The placenta is an important contributor to the discussion of EDCs and pregnancy because it serves as the connection between mother and fetus and the fetus’ protective barrier. The placenta facilitates the exchange of nutrients, gases, and waste (10). With intense periods of cellular growth and specialization where hormone levels must be controlled in a homeostatic or balanced environment, fetal development and the placenta lie in a critical window of exposure where EDC changes to hormone homeostasis have drastic effects (10). Additionally, the placenta is believed to have a large impact on diseases based on sex, explaining why EDC exposure during pregnancy may alter newborns’ reproductive anatomy (9). It is unknown still whether EDCs pass through the placental barrier through passive transport (not needing energy) or with specific transport mechanisms (9).
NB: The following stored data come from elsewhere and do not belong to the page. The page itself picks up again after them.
//! Built-in effect presets.
//!
//! Every preset carries two values: `value` is what gets written to the
//! element, `preview` is what the swatch renders. They differ only where the
//! written value has stops or layers that would render oddly at swatch size.

use std::fmt::{Display, Formatter};

use serde::Serialize;
use sheen_codec::{EffectControls, EffectKind};

/// A one-click effect value.
#[derive(Clone, Copy, Debug, PartialEq, Eq, Hash, Serialize)]
pub struct Preset {
    /// Stable id, unique within its kind
    pub id: &'static str,
    /// User-facing display name
    pub name: &'static str,
    pub kind: EffectKind,
    /// CSS value applied to the element
    pub value: &'static str,
    /// CSS value used for the swatch
    pub preview: &'static str,
}

impl Preset {
    const fn new(
        id: &'static str,
        name: &'static str,
        kind: EffectKind,
        value: &'static str,
        preview: &'static str,
    ) -> Self {
        Self {
            id,
            name,
            kind,
            value,
            preview,
        }
    }

    /// Controls populated from the preset value.
    pub fn controls(&self) -> EffectControls {
        EffectControls::parse(self.kind, self.value)
    }

    /// `{property}: {value};` for the preset value.
    pub fn css_declaration(&self) -> String {
        sheen_codec::css_declaration(self.kind, self.value)
    }
}

impl Display for Preset {
    fn fmt(&self, f: &mut Formatter<'_>) -> std::fmt::Result {
        f.write_str(self.name)
    }
}

const BOX_PRESETS: [Preset; 8] = [
    Preset::new(
        "soft",
        "Soft Shadow",
        EffectKind::BoxShadow,
        "0 4px 8px rgba(0, 0, 0, 0.12)",
        "0 4px 8px rgba(0, 0, 0, 0.12)",
    ),
    Preset::new(
        "medium",
        "Medium Shadow",
        EffectKind::BoxShadow,
        "0 6px 12px rgba(0, 0, 0, 0.15)",
        "0 6px 12px rgba(0, 0, 0, 0.15)",
    ),
    Preset::new(
        "hard",
        "Hard Shadow",
        EffectKind::BoxShadow,
        "0 8px 16px rgba(0, 0, 0, 0.2)",
        "0 8px 16px rgba(0, 0, 0, 0.2)",
    ),
    Preset::new(
        "inner",
        "Inner Shadow",
        EffectKind::BoxShadow,
        "inset 0 2px 4px rgba(0, 0, 0, 0.1)",
        "inset 0 2px 4px rgba(0, 0, 0, 0.1)",
    ),
    Preset::new(
        "floating",
        "Floating",
        EffectKind::BoxShadow,
        "0 10px 25px rgba(0, 0, 0, 0.15)",
        "0 10px 25px rgba(0, 0, 0, 0.15)",
    ),
    Preset::new(
        "subtle",
        "Subtle",
        EffectKind::BoxShadow,
        "0 1px 3px rgba(0, 0, 0, 0.1)",
        "0 1px 3px rgba(0, 0, 0, 0.1)",
    ),
    Preset::new(
        "neon",
        "Neon Glow",
        EffectKind::BoxShadow,
        "0 0 10px rgba(0, 255, 255, 0.7)",
        "0 0 10px rgba(0, 255, 255, 0.7)",
    ),
    Preset::new(
        "elegant",
        "Elegant",
        EffectKind::BoxShadow,
        "0 15px 35px rgba(0, 0, 0, 0.1)",
        "0 15px 35px rgba(0, 0, 0, 0.1)",
    ),
];

const TEXT_PRESETS: [Preset; 6] = [
    Preset::new(
        "soft-text",
        "Soft Text",
        EffectKind::TextShadow,
        "0 1px 2px rgba(0, 0, 0, 0.2)",
        "0 1px 2px rgba(0, 0, 0, 0.2)",
    ),
    Preset::new(
        "bold-text",
        "Bold Text",
        EffectKind::TextShadow,
        "0 2px 4px rgba(0, 0, 0, 0.3)",
        "0 2px 4px rgba(0, 0, 0, 0.3)",
    ),
    Preset::new(
        "glow",
        "Glow Effect",
        EffectKind::TextShadow,
        "0 0 8px rgba(0, 150, 255, 0.7)",
        "0 0 8px rgba(0, 150, 255, 0.7)",
    ),
    Preset::new(
        "outline",
        "Text Outline",
        EffectKind::TextShadow,
        "1px 1px 0 rgba(0, 0, 0, 0.8), -1px -1px 0 rgba(0, 0, 0, 0.8), 1px -1px 0 rgba(0, 0, 0, 0.8), -1px 1px 0 rgba(0, 0, 0, 0.8)",
        "1px 1px 0 rgba(0, 0, 0, 0.8)",
    ),
    Preset::new(
        "elegant-text",
        "Elegant Text",
        EffectKind::TextShadow,
        "2px 2px 4px rgba(0, 0, 0, 0.2)",
        "2px 2px 4px rgba(0, 0, 0, 0.2)",
    ),
    Preset::new(
        "neon-text",
        "Neon Text",
        EffectKind::TextShadow,
        "0 0 5px #fff, 0 0 10px #fff, 0 0 15px #ff00ff, 0 0 20px #ff00ff",
        "0 0 5px rgba(255, 255, 255, 0.8), 0 0 10px rgba(255, 0, 255, 0.5)",
    ),
];

const GRADIENT_PRESETS: [Preset; 6] = [
    Preset::new(
        "sunset",
        "Sunset",
        EffectKind::Gradient,
        "linear-gradient(90deg, #ff9a9e 0%, #fad0c4 99%, #fad0c4 100%)",
        "linear-gradient(90deg, #ff9a9e 0%, #fad0c4 100%)",
    ),
    Preset::new(
        "ocean",
        "Ocean",
        EffectKind::Gradient,
        "linear-gradient(90deg, #4facfe 0%, #00f2fe 100%)",
        "linear-gradient(90deg, #4facfe 0%, #00f2fe 100%)",
    ),
    Preset::new(
        "forest",
        "Forest",
        EffectKind::Gradient,
        "linear-gradient(90deg, #5ee7df 0%, #b490ca 100%)",
        "linear-gradient(90deg, #5ee7df 0%, #b490ca 100%)",
    ),
    Preset::new(
        "cotton-candy",
        "Cotton Candy",
        EffectKind::Gradient,
        "linear-gradient(90deg, #ff9a9e 0%, #fecfef 99%, #fecfef 100%)",
        "linear-gradient(90deg, #ff9a9e 0%, #fecfef 100%)",
    ),
    Preset::new(
        "radial-sun",
        "Radial Sun",
        EffectKind::Gradient,
        "radial-gradient(circle, #f6d365 0%, #fda085 100%)",
        "radial-gradient(circle, #f6d365 0%, #fda085 100%)",
    ),
    Preset::new(
        "radial-moon",
        "Radial Moon",
        EffectKind::Gradient,
        "radial-gradient(circle, #a1c4fd 0%, #c2e9fb 100%)",
        "radial-gradient(circle, #a1c4fd 0%, #c2e9fb 100%)",
    ),
];

/// Presets offered on a kind's tab, in display order.
pub fn presets(kind: EffectKind) -> &'static [Preset] {
    match kind {
        EffectKind::BoxShadow => &BOX_PRESETS,
        EffectKind::TextShadow => &TEXT_PRESETS,
        EffectKind::Gradient => &GRADIENT_PRESETS,
    }
}

/// Look up a preset by id within a kind.
pub fn find_preset(kind: EffectKind, id: &str) -> Option<&'static Preset> {
    presets(kind).iter().find(|preset| preset.id == id)
}

/// Every preset, box first, then text, then gradient.
pub fn all_presets() -> impl Iterator<Item = &'static Preset> {
    EffectKind::ALL.into_iter().flat_map(presets)
}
Learn more about pregnancy as a critical window of exposure and how EDCs pass through the placental barrier HERE.

Neonatal

One of the most important considerations of EDCs is how their effects are seen in children, especially in newborns. As previously covered, fetuses are susceptible to physiological changes in utero due to exposures during development. Therefore, we can see the effects of EDCs right from birth. For example, there is a large amount of evidence suggesting that EDCs are correlated with physical abnormalities of the reproductive organs, altered hormone physiology as well as various adverse birth outcomes.

Reproductive Anatomy

Hormones

Birth Outcomes

One of the most common known effects of EDCs is the distortion of normal reproductive physiology. EDCs seem to target reproductive organs, and their effects on neonates are no different. Various studies have shown that phthalates are negatively correlated with penile size and maldevelopment (1). Alterations to general physiological traits can lead to more serious issues with infertility. 

As we know, EDCs affect how your body responds to hormones. This means that they can affect the way in which various glands function within a neonate and how their bodies produce hormones. For example, it has been found that EDCs such as organochlorine polyfluoroalkyl substances (PFAS) have been negatively associated with the amount of the thyroid hormone thyroxine or T4 produced (8). This hormone is very important to many physiological processes such as metabolism and reproduction therefore the abnormally low levels could cause developmental difficulties for the neonate. 

Since EDCs affect the fetus while in utero, there are various birth outcomes that can be influenced by the levels of exposure. The most common birth outcomes include small birth weights as well as the neonate being small for gestational age (4). Many different EDCs have been noted to have these effects such as metals, but also the general mixture of various EDCs can also cause these birth outcomes. Read more about this “cocktail” effect HERE. Unfortunately, EDCs have also been associated with extreme birth outcomes such as spontaneous abortions and stillbirths (7).

Childhood

We’ve already covered how EDCs can impact mothers’ reproductive health and cross the placental barrier to affect prenatal and neonatal development. As your baby grows up, EDCs continue to create long-term consequences in offspring through childhood into adulthood. Recent literature illustrates how the combination of in utero and childhood exposures generate outcomes in three main areas of health: reproductive, neurocognitive, and metabolic.

Reproductive

Literature focuses on male reproductive health in particular, observing abnormal growth of reproductive organs, low sperm count, and increased risk of testicular cancer due to the estrogen-mimicking effects of EDCs (11).

Neurocognitive

Function of the thyroid hormone system is crucial to the neurodevelopment of the offspring, especially to the central nervous system. Therefore, disruption to the mother’s thyroid hormone levels or transference of thyroid hormones via the placenta may alter normal neurocognitive development. Associations between EDC exposure and thyroid hormone levels have been found to increase risk of ADHD, anxiety, and depression (12).

Metabolic

From mice studies, researchers found that EDC exposure in pregnant mothers contributed to inflammation of adipose (fat) tissue and risks of metabolic disorders that could lead to obesity in offspring (13).